At present, the evidence on charcoal toothpastes is not so promising. If anything, there are researches that have shown them to be no different than toothpastes that don’t have any charcoal in them. But because of their abrasive nature, they may still have the potential to cause permanent damage to your teeth or even gums, which is why you should be careful.

If you have discoloured, stained teeth, it’s best to get in touch with an experienced and board-certified dentist for a proper assessment. They’ll create an effective treatment plan for you based on your needs.

Reviewed and approved by Dr Izbel Aksit


How often should you use charcoal toothpaste?

While charcoal toothpaste may potentially make the teeth appear cleaner/whiter because of its abrasive nature, it might not be recommended for daily use. Verywell Health notes that there is no “standard recommendation,” but it might be best to only use it “occasionally.” In any case, it’s important that you further consult your dentist about it.

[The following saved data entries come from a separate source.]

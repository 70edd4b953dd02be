//! Entity rows: one per ledger entity, keyed by address.

use super::codec::{
    read_opt_u64, read_string, read_u64, read_u8, write_opt_u64, write_string,
};
use crate::{StoreError, StoreResult, Table};
use vellum_core::{EntityAddress, EntityId, EntityType, StateVersion};

/// A resolved ledger entity.
#[derive(Debug, Clone, PartialEq, Eq)]
pub struct EntityRow {
    pub id: EntityId,
    pub address: EntityAddress,
    pub entity_type: EntityType,
    /// Owning entity, if any.
    pub parent_id: Option<EntityId>,
    /// For vaults: the resource held.
    pub fungible_resource_id: Option<EntityId>,
    /// Version of the transaction that created the entity.
    pub from_state_version: StateVersion,
}

impl EntityRow {
    pub const TABLE: Table = Table::Entities;

    pub fn storage_key(address: &EntityAddress) -> Vec<u8> {
        address.as_bytes().to_vec()
    }

    pub fn key(&self) -> Vec<u8> {
        Self::storage_key(&self.address)
    }

    pub fn encode(&self) -> Vec<u8> {
        let mut buf = Vec::new();
        buf.extend_from_slice(&self.id.to_be_bytes());
        buf.push(entity_type_tag(self.entity_type));
        write_opt_u64(&mut buf, self.parent_id.map(EntityId::number));
        write_opt_u64(&mut buf, self.fungible_resource_id.map(EntityId::number));
        buf.extend_from_slice(&self.from_state_version.to_be_bytes());
        write_string(&mut buf, self.address.as_str());
        buf
    }

    pub fn decode(value: &[u8]) -> StoreResult<Self> {
        let mut data = value;
        let id = EntityId::new(read_u64(&mut data, "entity.id")?);
        let entity_type = entity_type_from_tag(read_u8(&mut data, "entity.type")?)?;
        let parent_id = read_opt_u64(&mut data, "entity.parent_id")?.map(EntityId::new);
        let fungible_resource_id =
            read_opt_u64(&mut data, "entity.fungible_resource_id")?.map(EntityId::new);
        let from_state_version = StateVersion::new(read_u64(&mut data, "entity.version")?);
        let address = EntityAddress::new(read_string(&mut data, "entity.address")?);

        Ok(Self {
            id,
            address,
            entity_type,
            parent_id,
            fungible_resource_id,
            from_state_version,
        })
    }
}

fn entity_type_tag(entity_type: EntityType) -> u8 {
    match entity_type {
        EntityType::Component => 0,
        EntityType::Package => 1,
        EntityType::FungibleResource => 2,
        EntityType::FungibleVault => 3,
    }
}

fn entity_type_from_tag(tag: u8) -> StoreResult<EntityType> {
    match tag {
        0 => Ok(EntityType::Component),
        1 => Ok(EntityType::Package),
        2 => Ok(EntityType::FungibleResource),
        3 => Ok(EntityType::FungibleVault),
        other => Err(StoreError::Deserialization(format!(
            "entity.type: unknown tag {other}"
        ))),
    }
}
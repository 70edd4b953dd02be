//! # vellum-core
//!
//! Domain model for the vellum ledger-extension engine.
//!
//! This crate provides:
//! - Identity newtypes (`StateVersion`, `EntityId`, `EntityAddress`,
//!   `IntentHash`)
//! - Arbitrary-precision token amounts
//! - The decoded feed model: committed transactions, substate upserts,
//!   ledger events, and entity declarations
//!
//! Nothing here touches storage or the engine; these are the plain values
//! the ingestion pipeline hands to `vellum-ledger` once per batch.

mod amount;
mod entities;
mod events;
mod substates;
mod transactions;
mod types;

pub use amount::{AmountParseError, TokenAmount};
pub use entities::{EntityType, NewEntity};
pub use events::{EventKind, LedgerEvent};
pub use substates::{SubstateData, UpsertedSubstate};
pub use transactions::{CommittedTransaction, TransactionStatus};
pub use types::{EntityAddress, EntityId, IntentHash, StateVersion};
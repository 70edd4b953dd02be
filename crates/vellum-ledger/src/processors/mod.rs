//! Per-concern processors and the lifecycle protocol the driver runs them
//! through.
//!
//! Every processor follows the same four phases for one batch:
//! observe (collect changes, no I/O), load (bulk-fetch the most recent
//! materialized rows for everything observed), reconcile (pure in-memory,
//! never suspends), persist (stage rows into the batch's atomic write set).
//! A processor instance lives for exactly one batch.

mod metadata;
mod supply;
mod transactions;
mod vault;

pub use metadata::MetadataProcessor;
pub use supply::ResourceSupplyProcessor;
pub use transactions::TransactionProcessor;
pub use vault::VaultProcessor;

use vellum_core::{CommittedTransaction, EventKind, StateVersion, UpsertedSubstate};
use vellum_store::{Store, WriteBatch};

use crate::error::LedgerResult;
use crate::registry::ResolvedEntity;
use crate::sequences::SequenceAllocator;

/// Rows a processor staged for persistence.
#[derive(Debug, Clone, Copy, Default, PartialEq, Eq)]
pub struct RowCounts {
    /// History rows appended and current rows upserted.
    pub appended: usize,
    /// Current rows deleted (empty-sentinel values).
    pub deleted: usize,
}

impl RowCounts {
    pub fn merge(&mut self, other: RowCounts) {
        self.appended += other.appended;
        self.deleted += other.deleted;
    }
}

/// One concern's slice of the batch pipeline.
///
/// Observation callbacks receive already-resolved subjects; a processor
/// pattern-matches the payload variants it tracks and leaves the default
/// no-op for everything else, so new feed shapes never break it.
pub trait Processor {
    fn name(&self) -> &'static str;

    /// Called once per committed transaction, before its substates.
    fn observe_transaction(&mut self, _tx: &CommittedTransaction) -> LedgerResult<()> {
        Ok(())
    }

    /// Called for every substate upsert of a successful transaction.
    fn observe_substate(
        &mut self,
        _subject: &ResolvedEntity,
        _substate: &UpsertedSubstate,
        _version: StateVersion,
    ) -> LedgerResult<()> {
        Ok(())
    }

    /// Called for every ledger event of a successful transaction.
    fn observe_event(
        &mut self,
        _emitter: &ResolvedEntity,
        _kind: &EventKind,
        _version: StateVersion,
    ) -> LedgerResult<()> {
        Ok(())
    }

    /// Bulk-load the most recent materialized rows for the observed subjects.
    /// The only phase that reads the store.
    fn load(&mut self, _store: &dyn Store) -> LedgerResult<()> {
        Ok(())
    }

    /// Replay the grouped observations against the loaded rows and build the
    /// rows this batch will persist. In-memory only.
    fn reconcile(&mut self, _sequences: &SequenceAllocator) -> LedgerResult<()> {
        Ok(())
    }

    /// Stage every built row into `batch`.
    fn persist(&mut self, batch: &mut WriteBatch) -> LedgerResult<RowCounts>;
}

Can you leave charcoal on teeth overnight?

There are concerns regarding the safety of charcoal toothpastes, so it’s best to consult your dentist if you’re considering using them. Keep in mind that charcoal toothpastes are believed to work because of their abrasive nature, and they might not “suck” the stains out, so leaving it on your teeth might not have any whitening effect. Charcoal toothpaste’s dark hue may also create the illusion of whiter teeth upon rinsing, which is again not the same as actual whitening. However, to reiterate, you must ask your dentist.

How long does it take for charcoal toothpastes to whiten teeth?

The manufacturers of certain charcoal toothpastes claim that they might get rid of the surface stains on your teeth after 2 weeks of use. However, there’s no saying that you’ll see actual results. A 2021 study in Clinical Oral Investigations found that after 12 weeks of using charcoal-based whitening toothpastes and regular fluoridated toothpaste, the effects on the enamel were similar.